**** Given data ****
//! Hotel Gardenia booking service
//!
//! Rooms are browsed publicly; authenticated users create bookings, pay for
//! them from a prepaid balance, change or cancel them, and get refunded.
//! All stock/balance/payment mutations go through [`service::BookingService`],
//! which scopes each operation to a single unit of work.

pub mod error;
pub mod jwt;
pub mod middleware;
pub mod models;
pub mod notify;
pub mod routes;
pub mod service;
pub mod state;
pub mod store;
pub mod validation;
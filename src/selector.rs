//! Batch file selection with wildcard expansion.
//!
//! Two independent wildcard grammars apply to the filename component of the
//! pattern, checked in precedence order:
//!
//! 1. `?` — numeric digit substitution: `book??.epub` probes `book00.epub`
//!    through `book99.epub` for existence. A dense bounded enumeration, not
//!    a directory glob.
//! 2. `*` — standard glob over the containing directory; bracket characters
//!    are neutralized to `*` since bracket expressions are not supported.
//!
//! Without wildcards the pattern is a literal path, included only when it
//! exists. A miss yields an empty selection, never an error.

use std::fs;
use std::path::{Path, PathBuf};

use regex::Regex;

/// Wildcard character for numeric digit substitution.
const WILDCARD_QUESTION: char = '?';
/// Wildcard character for glob matching.
const WILDCARD_ASTERISK: char = '*';

/// Expands a user-supplied path pattern into the concrete list of source
/// archives to process. Enclosing quotes are stripped before interpretation.
pub fn select_files(pattern: &str) -> Vec<PathBuf> {
    let pattern = pattern.trim_matches('"');
    let path = Path::new(pattern);

    let name = match path.file_name().map(|n| n.to_string_lossy().into_owned()) {
        Some(name) => name,
        None => return existing_literal(path),
    };
    let parent = path.parent().unwrap_or_else(|| Path::new(""));

    if name.contains(WILDCARD_QUESTION) {
        probe_numeric(parent, &name)
    } else if name.contains(WILDCARD_ASTERISK) {
        glob_directory(parent, &name)
    } else {
        existing_literal(path)
    }
}

/// Probes every zero-padded numeric substitution of the `?` run, collecting
/// the paths that exist. The loop is unconditionally 10^N iterations.
fn probe_numeric(parent: &Path, name: &str) -> Vec<PathBuf> {
    let n = name.matches(WILDCARD_QUESTION).count();
    log::debug!("Processing '?' wildcard pattern with {} positions", n);

    let run: String = std::iter::repeat(WILDCARD_QUESTION).take(n).collect();
    let mut files = Vec::new();
    for i in 0..10u64.pow(n as u32) {
        let candidate = parent.join(name.replace(&run, &format!("{:0width$}", i, width = n)));
        if candidate.exists() {
            log::debug!("Found file: {:?}", candidate);
            files.push(candidate);
        }
    }
    files
}

/// Expands a `*` pattern against the containing directory listing. Bracket
/// characters are neutralized to `*` first, and results are name-sorted for
/// deterministic selection.
fn glob_directory(parent: &Path, name: &str) -> Vec<PathBuf> {
    log::debug!("Processing '*' wildcard pattern");

    let normalized = name.replace(['[', ']'], "*").replace("**", "*");
    let regex = glob_to_regex(&normalized);

    let scan_dir = if parent.as_os_str().is_empty() {
        Path::new(".")
    } else {
        parent
    };
    let entries = match fs::read_dir(scan_dir) {
        Ok(entries) => entries,
        Err(e) => {
            log::warn!("Cannot read directory {:?}: {}", scan_dir, e);
            return Vec::new();
        }
    };

    let mut files: Vec<PathBuf> = entries
        .filter_map(|entry| entry.ok())
        .filter(|entry| regex.is_match(&entry.file_name().to_string_lossy()))
        .map(|entry| parent.join(entry.file_name()))
        .collect();
    files.sort();

    log::debug!("Found {} files matching pattern", files.len());
    files
}

/// Translates a `*`-only glob into an anchored regex.
fn glob_to_regex(pattern: &str) -> Regex {
    let body: String = pattern
        .split(WILDCARD_ASTERISK)
        .map(regex::escape)
        .collect::<Vec<_>>()
        .join(".*");
    Regex::new(&format!("^{}$", body)).expect("escaped glob pattern is a valid regex")
}

fn existing_literal(path: &Path) -> Vec<PathBuf> {
    if path.exists() {
        vec![path.to_path_buf()]
    } else {
        log::warn!("File not found: {:?}", path);
        Vec::new()
    }
}
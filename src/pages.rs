//! Page-document parsing and content classification.
//!
//! Each page of the container is described by one HTML document. The
//! documents are scanned line by line rather than parsed structurally —
//! the publisher's markup is not always well-formed, and the two signals
//! we need (a page-number title and an image source) are line-local.
//!
//! A document whose title carries the page-number phrase `第 N 頁` is a
//! content page; anything else (site watermarks, promotional inserts) is
//! filtered out. The filter is an allow-list, not an error path.

use std::fs;
use std::path::Path;

use lazy_static::lazy_static;
use regex::Regex;

use crate::error::{Error, Result};

/// Extension of the per-page documents inside the container.
pub const PAGE_DOCUMENT_EXTENSION: &str = "html";

lazy_static! {
    /// Matches the bilingual page numbering in a title, e.g. `<title>第 3 頁</title>`.
    static ref PAGE_NUMBER_REGEX: Regex = Regex::new(r"<title>第\s*(\d+)\s*頁</title>").unwrap();
    /// Captures the `src` attribute of an image element.
    static ref IMAGE_SRC_REGEX: Regex = Regex::new(r#"<img\s+[^>]*src="([^"]+)""#).unwrap();
    /// Captures a full title for diagnostics on filtered pages.
    static ref TITLE_REGEX: Regex = Regex::new(r"<title>(.*?)</title>").unwrap();
}

/// One parsed content page: its reading-order ordinal and, when the
/// document carried one, the relative reference to its image file.
#[derive(Debug, Clone, PartialEq, Eq)]
pub struct PageRecord {
    pub ordinal: u32,
    pub image: Option<String>,
}

/// Outcome of classifying a single page document.
#[derive(Debug, Clone, PartialEq, Eq)]
pub enum PageClassification {
    /// The title matched the page-number pattern.
    Content(PageRecord),
    /// The title did not match; typically a watermark or ad page.
    NonContent,
    /// The document could not be opened or read.
    Unreadable,
}

/// Classifies one page document by scanning its text for a page-number
/// title and an image source attribute.
///
/// The two signals are independent: a content page may lack an image
/// reference, and a watermark page may carry an image tag yet still be
/// classified [`PageClassification::NonContent`] because its title does
/// not match. Read failures are absorbed as [`PageClassification::Unreadable`]
/// so a single corrupt page never aborts a batch.
pub fn classify_page(document: &Path) -> PageClassification {
    let text = match fs::read_to_string(document) {
        Ok(text) => text,
        Err(e) => {
            log::warn!("Failed to parse {:?}: {}", document.file_name(), e);
            return PageClassification::Unreadable;
        }
    };

    let mut ordinal: Option<u32> = None;
    let mut image: Option<String> = None;
    let mut title: Option<String> = None;

    for line in text.lines() {
        if line.contains("<title>") {
            if let Some(captures) = TITLE_REGEX.captures(line) {
                title = Some(captures[1].to_string());
            }
            if let Some(captures) = PAGE_NUMBER_REGEX.captures(line) {
                ordinal = captures[1].parse().ok();
            }
        }
        if line.contains("<img") {
            if let Some(captures) = IMAGE_SRC_REGEX.captures(line) {
                image = Some(captures[1].to_string());
            }
        }
    }

    match ordinal {
        Some(ordinal) => PageClassification::Content(PageRecord { ordinal, image }),
        None => {
            if let Some(title) = title {
                log::debug!(
                    "Filtering out non-content page: {:?} (title: {})",
                    document.file_name(),
                    title
                );
            }
            PageClassification::NonContent
        }
    }
}

/// Scans the page-document directory and classifies every `.html` document,
/// returning the content records in discovery order.
///
/// Non-content and unreadable documents are counted and logged, never
/// raised. Fails with [`Error::PageParsing`] when the directory is missing
/// or contains no page documents at all.
pub fn collect_page_records(page_dir: &Path) -> Result<Vec<PageRecord>> {
    if !page_dir.exists() {
        return Err(Error::PageParsing(format!(
            "HTML directory not found: {:?}",
            page_dir
        )));
    }

    let mut documents: Vec<_> = fs::read_dir(page_dir)?
        .filter_map(|entry| entry.ok())
        .map(|entry| entry.path())
        .filter(|path| {
            path.is_file()
                && path.extension().and_then(|e| e.to_str()) == Some(PAGE_DOCUMENT_EXTENSION)
        })
        .collect();
    documents.sort();

    if documents.is_empty() {
        return Err(Error::PageParsing(format!(
            "no HTML files found in: {:?}",
            page_dir
        )));
    }

    log::debug!("Parsing {} HTML files", documents.len());

    let mut records = Vec::new();
    let mut filtered = 0usize;
    for document in &documents {
        match classify_page(document) {
            PageClassification::Content(record) => {
                log::debug!("Page {}: {:?}", record.ordinal, record.image);
                records.push(record);
            }
            PageClassification::NonContent | PageClassification::Unreadable => filtered += 1,
        }
    }

    if filtered > 0 {
        log::info!("Filtered out {} non-content page(s)", filtered);
    }

    Ok(records)
}

#[cfg(test)]
mod tests {
    use super::*;
    use std::io::Write;

    fn write_doc(dir: &Path, name: &str, body: &str) -> std::path::PathBuf {
        let path = dir.join(name);
        let mut file = fs::File::create(&path).unwrap();
        file.write_all(body.as_bytes()).unwrap();
        path
    }

    #[test]
    fn content_page_yields_ordinal_and_image() {
        let dir = tempfile::tempdir().unwrap();
        let doc = write_doc(
            dir.path(),
            "3.html",
            "<html><head><title>第 3 頁</title></head>\n\
             <body><img src=\"../image/moe-abc123.jpg\"></body></html>",
        );

        assert_eq!(
            classify_page(&doc),
            PageClassification::Content(PageRecord {
                ordinal: 3,
                image: Some("../image/moe-abc123.jpg".to_string()),
            })
        );
    }

    #[test]
    fn page_number_without_spaces_still_matches() {
        let dir = tempfile::tempdir().unwrap();
        let doc = write_doc(
            dir.path(),
            "12.html",
            "<title>第12頁</title>\n<img src=\"../image/p12.png\">",
        );

        match classify_page(&doc) {
            PageClassification::Content(record) => assert_eq!(record.ordinal, 12),
            other => panic!("expected content page, got {:?}", other),
        }
    }

    #[test]
    fn watermark_page_with_image_is_non_content() {
        let dir = tempfile::tempdir().unwrap();
        let doc = write_doc(
            dir.path(),
            "ad.html",
            "<title>Kox.moe - best manga site</title>\n\
             <img src=\"../image/watermark.jpg\">",
        );

        assert_eq!(classify_page(&doc), PageClassification::NonContent);
    }

    #[test]
    fn content_page_without_image_keeps_null_reference() {
        let dir = tempfile::tempdir().unwrap();
        let doc = write_doc(dir.path(), "5.html", "<title>第 5 頁</title>");

        assert_eq!(
            classify_page(&doc),
            PageClassification::Content(PageRecord {
                ordinal: 5,
                image: None,
            })
        );
    }

    #[test]
    fn missing_document_is_unreadable() {
        let dir = tempfile::tempdir().unwrap();
        let doc = dir.path().join("gone.html");
        assert_eq!(classify_page(&doc), PageClassification::Unreadable);
    }

    #[test]
    fn collect_fails_on_missing_directory() {
        let dir = tempfile::tempdir().unwrap();
        let result = collect_page_records(&dir.path().join("html"));
        assert!(matches!(result, Err(Error::PageParsing(_))));
    }

    #[test]
    fn collect_fails_on_empty_directory() {
        let dir = tempfile::tempdir().unwrap();
        let result = collect_page_records(dir.path());
        assert!(matches!(result, Err(Error::PageParsing(_))));
    }

    #[test]
    fn collect_skips_non_html_files() {
        let dir = tempfile::tempdir().unwrap();
        write_doc(
            dir.path(),
            "1.html",
            "<title>第 1 頁</title>\n<img src=\"../image/a.jpg\">",
        );
        write_doc(dir.path(), "styles.css", "body {}");

        let records = collect_page_records(dir.path()).unwrap();
        assert_eq!(records.len(), 1);
        assert_eq!(records[0].ordinal, 1);
    }
}
//! koxcbz - Kox.moe ePub to CBZ conversion library
//!
//! This crate converts the publisher's ePub-packaged comic archives into CBZ
//! (zip-of-images) archives. Each source ePub contains one HTML document per
//! page and an unordered set of image files; the converter recovers the
//! canonical reading order from the page-number metadata embedded in the
//! document titles, filters out watermark and ad pages, and re-emits the
//! images as a contiguous zero-padded sequence inside a new archive.
//!
//! # Getting Started
//!
//! Convert a single file with [`Converter`]:
//!
//! ```rust,no_run
//! use koxcbz::Converter;
//!
//! # fn main() -> koxcbz::error::Result<()> {
//! let output = Converter::new("book.epub")?.convert(None)?;
//! println!("wrote {:?}", output);
//! # Ok(())
//! # }
//! ```
//!
//! Or drive a whole batch, with wildcard selection and a worker pool:
//!
//! ```rust,no_run
//! use koxcbz::batch::{self, BatchConfig, NullReporter};
//!
//! # fn main() -> koxcbz::error::Result<()> {
//! let config = BatchConfig::builder()
//!     .pattern("book??.epub")
//!     .jobs(-1)
//!     .build()?;
//! let summary = batch::run_batch(&config, &NullReporter)?;
//! println!("{} converted, {} failed", summary.succeeded, summary.failed);
//! # Ok(())
//! # }
//! ```

pub mod batch;
pub mod cbz;
pub mod converter;
pub mod error;
pub mod extractor;
pub mod order;
pub mod pages;
pub mod selector;
pub mod workspace;

pub use converter::Converter;
pub use extractor::SourceArchive;

/// Prelude module for convenient imports.
pub mod prelude {
    pub use crate::batch::{BatchConfig, BatchSummary, ConversionReport, ProgressReporter};
    pub use crate::converter::Converter;
    pub use crate::error::{Error, Result};
    pub use crate::extractor::SourceArchive;
    pub use crate::pages::{PageClassification, PageRecord};
    pub use crate::workspace::ScratchWorkspace;
    pub use std::path::{Path, PathBuf};
}
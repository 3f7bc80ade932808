//! The conversion pipeline: one source archive in, one CBZ out.

use std::path::{Path, PathBuf};

use crate::cbz;
use crate::error::Result;
use crate::extractor::{self, SourceArchive};
use crate::order;
use crate::pages;

/// Converts a single Kox.moe ePub archive to CBZ format.
///
/// The archive is extracted to a scratch workspace, page documents are
/// parsed to recover reading order, and the images are repackaged into a
/// CBZ next to the source (or under a caller-specified directory).
///
/// # Example
///
/// ```rust,no_run
/// use koxcbz::Converter;
///
/// # fn main() -> koxcbz::error::Result<()> {
/// let converter = Converter::new("path/to/book.epub")?;
/// let output = converter.convert(None)?;
/// println!("wrote {:?}", output);
/// # Ok(())
/// # }
/// ```
#[derive(Debug, Clone)]
pub struct Converter {
    source: SourceArchive,
}

impl Converter {
    /// Validates the source archive. Fails before any I/O side effects when
    /// the path is missing, not a regular file, or not an `.epub`.
    pub fn new(path: impl Into<PathBuf>) -> Result<Self> {
        Ok(Self {
            source: SourceArchive::new(path)?,
        })
    }

    pub fn source(&self) -> &SourceArchive {
        &self.source
    }

    /// Runs the full pipeline and returns the generated CBZ path.
    ///
    /// Each stage feeds the next: extraction, page parsing, order
    /// reconstruction, repackaging. The scratch workspace is dropped as the
    /// very last step, on the error paths as much as on success.
    pub fn convert(&self, destination: Option<&Path>) -> Result<PathBuf> {
        log::info!("Starting conversion: {:?}", self.source.path().file_name());

        let workspace = extractor::extract(&self.source)?;

        let records = pages::collect_page_records(&workspace.page_dir())?;
        let sequence = order::reconstruct(&records)?;
        log::info!("Found {} pages", sequence.len());

        let output = cbz::repackage(&workspace, &sequence, &self.source, destination)?;
        log::info!("CBZ generated: {:?}", output);

        Ok(output)
    }
}
//! Reading-order reconstruction from parsed page records.
//!
//! The container stores pages as an unordered set of documents; the only
//! ordering information is the ordinal parsed from each content page. This
//! module rebuilds the full sequence and refuses to proceed when the set of
//! observed ordinals does not cover 1..=max exactly.

use std::collections::HashMap;

use crate::error::{Error, Result};
use crate::pages::PageRecord;

/// Aggregates content records into a complete, gap-free ordered sequence of
/// image references (index 0 is reading-order page 1).
///
/// Records lacking an image reference are treated as absent. On ordinal
/// collision the last record wins, matching the publisher tooling this
/// replaces; a duplicate can therefore mask a genuinely missing page when
/// it hides the gap from the coverage check.
///
/// Fails with [`Error::PageParsing`] when no usable content records exist
/// or when the distinct-ordinal count differs from the maximum ordinal.
pub fn reconstruct(records: &[PageRecord]) -> Result<Vec<String>> {
    let mut by_ordinal: HashMap<u32, &str> = HashMap::new();
    for record in records {
        if let Some(image) = record.image.as_deref() {
            by_ordinal.insert(record.ordinal, image);
        }
    }

    let Some(&largest) = by_ordinal.keys().max() else {
        return Err(Error::PageParsing(
            "no valid pages found in HTML files".to_string(),
        ));
    };
    if by_ordinal.len() as u32 != largest {
        return Err(Error::PageParsing(format!(
            "missing pages detected. Found {} pages, expected {}",
            by_ordinal.len(),
            largest
        )));
    }

    (1..=largest)
        .map(|ordinal| {
            by_ordinal
                .get(&ordinal)
                .map(|image| image.to_string())
                .ok_or_else(|| {
                    Error::PageParsing(format!("missing pages detected. No page {}", ordinal))
                })
        })
        .collect()
}
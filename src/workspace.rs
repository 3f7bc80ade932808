//! Scratch workspace management for a single conversion.
//!
//! Each conversion extracts its source archive into an exclusively-owned
//! temporary directory. The workspace is created fresh per conversion and
//! removed when dropped, so teardown happens exactly once regardless of
//! which pipeline stage failed — and uniquely-named directories keep
//! parallel conversions from colliding.

use std::path::{Path, PathBuf};

use tempfile::TempDir;

use crate::error::Result;

/// Directory inside the ePub container holding one HTML document per page.
pub const PAGE_DIR: &str = "html";
/// Directory inside the ePub container holding the image files.
pub const IMAGE_DIR: &str = "image";

/// An isolated extraction directory owned by exactly one conversion.
///
/// Dropping the workspace removes the directory tree. Pipeline stages borrow
/// paths from it; none of them take over its lifecycle.
#[derive(Debug)]
pub struct ScratchWorkspace {
    dir: TempDir,
}

impl ScratchWorkspace {
    /// Allocates a fresh, uniquely-named scratch directory.
    pub fn create() -> Result<Self> {
        let dir = TempDir::with_prefix("koxcbz-")?;
        log::debug!("Created scratch workspace: {:?}", dir.path());
        Ok(Self { dir })
    }

    /// Root of the extracted container tree.
    pub fn root(&self) -> &Path {
        self.dir.path()
    }

    /// The page-document subtree (`html/`).
    pub fn page_dir(&self) -> PathBuf {
        self.dir.path().join(PAGE_DIR)
    }

    /// The image subtree (`image/`).
    pub fn image_dir(&self) -> PathBuf {
        self.dir.path().join(IMAGE_DIR)
    }
}
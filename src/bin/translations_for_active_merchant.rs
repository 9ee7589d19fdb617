//! Copies the bundled locale file into an application's `config/locales`.

use anyhow::{Context, Result};
use clap::{CommandFactory, FromArgMatches, Parser};
use std::path::PathBuf;
use tracing_subscriber::EnvFilter;
use validateable::generator::{TranslationsGenerator, GENERATOR_NAME};

#[derive(Parser)]
#[command(name = GENERATOR_NAME)]
#[command(about = "Install the active_merchant locale file into config/locales")]
struct Cli {
    /// Application root receiving config/locales
    #[arg(value_name = "DESTINATION", default_value = ".")]
    destination: PathBuf,

    /// Overwrite a locale file that differs from the bundled one
    #[arg(short, long)]
    force: bool,
}

fn main() -> Result<()> {
    tracing_subscriber::fmt()
        .with_env_filter(EnvFilter::from_default_env())
        .with_writer(std::io::stderr)
        .init();

    let command = Cli::command();
    let usage = TranslationsGenerator::banner(command.get_name());
    let matches = command.override_usage(usage).get_matches();
    let cli = Cli::from_arg_matches(&matches)?;
    let generator = TranslationsGenerator::new(&cli.destination).with_force(cli.force);

    let actions = generator
        .run()
        .with_context(|| format!("installing translations into {}", cli.destination.display()))?;

    for action in actions {
        println!("{:>10}  {}", action.label(), action.path().display());
    }

    Ok(())
}
//! The validation driver.
//!
//! This module provides the [`Validateable`] trait implemented by model
//! objects, and [`ValidationState`], the lazily created error collection that
//! those objects embed.

use std::sync::{Arc, OnceLock};

use stillwater::Validation;

use crate::error::Errors;
use crate::i18n::Locale;
use crate::resolver::{MessageResolver, OwnerScope};

/// Error-collection state embedded in a validatable object.
///
/// The [`Errors`] collection is created on first access with the owner
/// scope, resolver and locale configured here.
///
/// # Example
///
/// ```rust
/// use validateable::ValidationState;
///
/// let state = ValidationState::named("ActiveMerchant::Billing::CreditCard")
///     .with_locale("pt");
///
/// assert!(state.errors().is_empty());
/// assert_eq!(state.owner().scope(), "active_merchant.billing.credit_card");
/// ```
#[derive(Debug, Clone)]
pub struct ValidationState {
    owner: OwnerScope,
    resolver: Option<Arc<MessageResolver>>,
    locale: Option<Locale>,
    errors: Option<Errors>,
    // Created through a shared borrow; moved into `errors` on first mutable use.
    lazy_errors: OnceLock<Errors>,
}

impl ValidationState {
    /// Creates state whose translation scope is derived from a type path.
    pub fn named(type_path: impl Into<String>) -> Self {
        Self::with_owner(OwnerScope::new(type_path))
    }

    /// Creates state whose translation scope is derived from `T`'s type name.
    pub fn for_type<T: ?Sized>() -> Self {
        Self::with_owner(OwnerScope::of::<T>())
    }

    /// Creates state for an explicit owner scope.
    pub fn with_owner(owner: OwnerScope) -> Self {
        Self {
            owner,
            resolver: None,
            locale: None,
            errors: None,
            lazy_errors: OnceLock::new(),
        }
    }

    /// Resolves codes with `resolver` instead of [`MessageResolver::global`].
    pub fn with_resolver(mut self, resolver: Arc<MessageResolver>) -> Self {
        self.resolver = Some(resolver);
        self.reset_errors();
        self
    }

    /// Resolves codes in `locale` instead of the process default.
    pub fn with_locale(mut self, locale: impl Into<Locale>) -> Self {
        self.locale = Some(locale.into());
        self.reset_errors();
        self
    }

    /// Returns the owner scope.
    pub fn owner(&self) -> &OwnerScope {
        &self.owner
    }

    /// Returns the error collection, creating it if needed.
    pub fn errors(&self) -> &Errors {
        match &self.errors {
            Some(errors) => errors,
            None => self.lazy_errors.get_or_init(|| self.new_errors()),
        }
    }

    /// Returns the error collection mutably, creating it if needed.
    pub fn errors_mut(&mut self) -> &mut Errors {
        let errors = match self.errors.take() {
            Some(errors) => errors,
            None => self
                .lazy_errors
                .take()
                .unwrap_or_else(|| self.new_errors()),
        };
        self.errors.insert(errors)
    }

    /// Returns true if the error collection has been created.
    pub fn is_initialized(&self) -> bool {
        self.errors.is_some() || self.lazy_errors.get().is_some()
    }

    fn reset_errors(&mut self) {
        self.errors = None;
        self.lazy_errors = OnceLock::new();
    }

    fn new_errors(&self) -> Errors {
        let resolver = self
            .resolver
            .clone()
            .unwrap_or_else(MessageResolver::global);
        let mut errors = Errors::new(self.owner.clone(), resolver);
        if let Some(locale) = &self.locale {
            errors.use_locale(locale.clone());
        }
        errors
    }
}

/// Objects that validate themselves into an [`Errors`] collection.
///
/// Implementors expose their embedded [`ValidationState`] and override the
/// [`before_validate`](Validateable::before_validate) and
/// [`validate`](Validateable::validate) hooks as needed; both default to
/// doing nothing.
///
/// # Example
///
/// ```rust
/// use validateable::{Blank, ErrorCode, Validateable, ValidationState};
///
/// struct Dood {
///     name: Option<String>,
///     state: ValidationState,
/// }
///
/// impl Validateable for Dood {
///     fn validation_state(&self) -> &ValidationState {
///         &self.state
///     }
///
///     fn validation_state_mut(&mut self) -> &mut ValidationState {
///         &mut self.state
///     }
///
///     fn validate(&mut self) {
///         if self.name.is_blank() {
///             self.errors_mut().add("name", ErrorCode::Empty);
///         }
///     }
/// }
///
/// let mut dood = Dood {
///     name: None,
///     state: ValidationState::named("ActiveMerchant::Billing::Dood"),
/// };
/// assert!(!dood.is_valid());
/// assert_eq!(dood.errors().on("name"), Some("cannot be empty"));
///
/// dood.name = Some("tobi".to_string());
/// assert!(dood.is_valid());
/// ```
pub trait Validateable {
    /// Returns the embedded validation state.
    fn validation_state(&self) -> &ValidationState;

    /// Returns the embedded validation state mutably.
    fn validation_state_mut(&mut self) -> &mut ValidationState;

    /// Runs before [`validate`](Validateable::validate) on every pass.
    fn before_validate(&mut self) {}

    /// Adds errors for every invalid field.
    fn validate(&mut self) {}

    /// Returns the errors from the last validation pass, plus any added since.
    fn errors(&self) -> &Errors {
        self.validation_state().errors()
    }

    /// Returns the error collection mutably.
    fn errors_mut(&mut self) -> &mut Errors {
        self.validation_state_mut().errors_mut()
    }

    /// Clears errors, runs the hooks and returns true iff no errors were
    /// added.
    fn is_valid(&mut self) -> bool {
        self.errors_mut().clear();
        self.before_validate();
        self.validate();

        let errors = self.errors();
        tracing::debug!(
            "validated {}: {} field(s) with errors",
            errors.owner().type_path(),
            errors.count()
        );
        errors.is_empty()
    }

    /// Validates and returns the object on success or its errors on failure.
    fn into_validation(mut self) -> Validation<Self, Errors>
    where
        Self: Sized,
    {
        if self.is_valid() {
            Validation::Success(self)
        } else {
            Validation::Failure(self.errors().clone())
        }
    }
}
//! Filesystem abstraction shared by locale loading and the translations
//! generator.
//!
//! This trait enables testing with mock filesystems; [`StdFileSystem`] is the
//! implementation backed by `std::fs`.

use std::io;
use std::path::{Path, PathBuf};

/// Abstraction for the filesystem operations this crate performs.
pub trait FileSystem: Send + Sync {
    /// The error type for filesystem operations
    type Error: std::error::Error + Send + Sync + 'static;

    /// Reads the contents of a file as a string.
    fn read_file(&self, path: &Path) -> Result<String, Self::Error>;

    /// Lists all entries in a directory.
    fn read_dir(&self, path: &Path) -> Result<Vec<PathBuf>, Self::Error>;

    /// Returns true if a file or directory exists at `path`.
    fn exists(&self, path: &Path) -> bool;

    /// Returns true if `path` is an existing directory.
    fn is_dir(&self, path: &Path) -> bool;

    /// Creates a directory and all of its missing parents.
    fn create_dir_all(&self, path: &Path) -> Result<(), Self::Error>;

    /// Writes `contents` to a file, replacing it if present.
    fn write_file(&self, path: &Path, contents: &str) -> Result<(), Self::Error>;
}

/// The real filesystem.
#[derive(Debug, Default, Clone, Copy)]
pub struct StdFileSystem;

impl FileSystem for StdFileSystem {
    type Error = io::Error;

    fn read_file(&self, path: &Path) -> Result<String, Self::Error> {
        std::fs::read_to_string(path)
    }

    fn read_dir(&self, path: &Path) -> Result<Vec<PathBuf>, Self::Error> {
        std::fs::read_dir(path)?
            .map(|entry| entry.map(|e| e.path()))
            .collect()
    }

    fn exists(&self, path: &Path) -> bool {
        path.exists()
    }

    fn is_dir(&self, path: &Path) -> bool {
        path.is_dir()
    }

    fn create_dir_all(&self, path: &Path) -> Result<(), Self::Error> {
        std::fs::create_dir_all(path)
    }

    fn write_file(&self, path: &Path, contents: &str) -> Result<(), Self::Error> {
        std::fs::write(path, contents)
    }
}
****
(What you have to do):
All lines in the records above that contain "uniquely" are to be reported.

(Solution):
//! which pipeline stage failed — and uniquely-named directories keep
    /// Allocates a fresh, uniquely-named scratch directory.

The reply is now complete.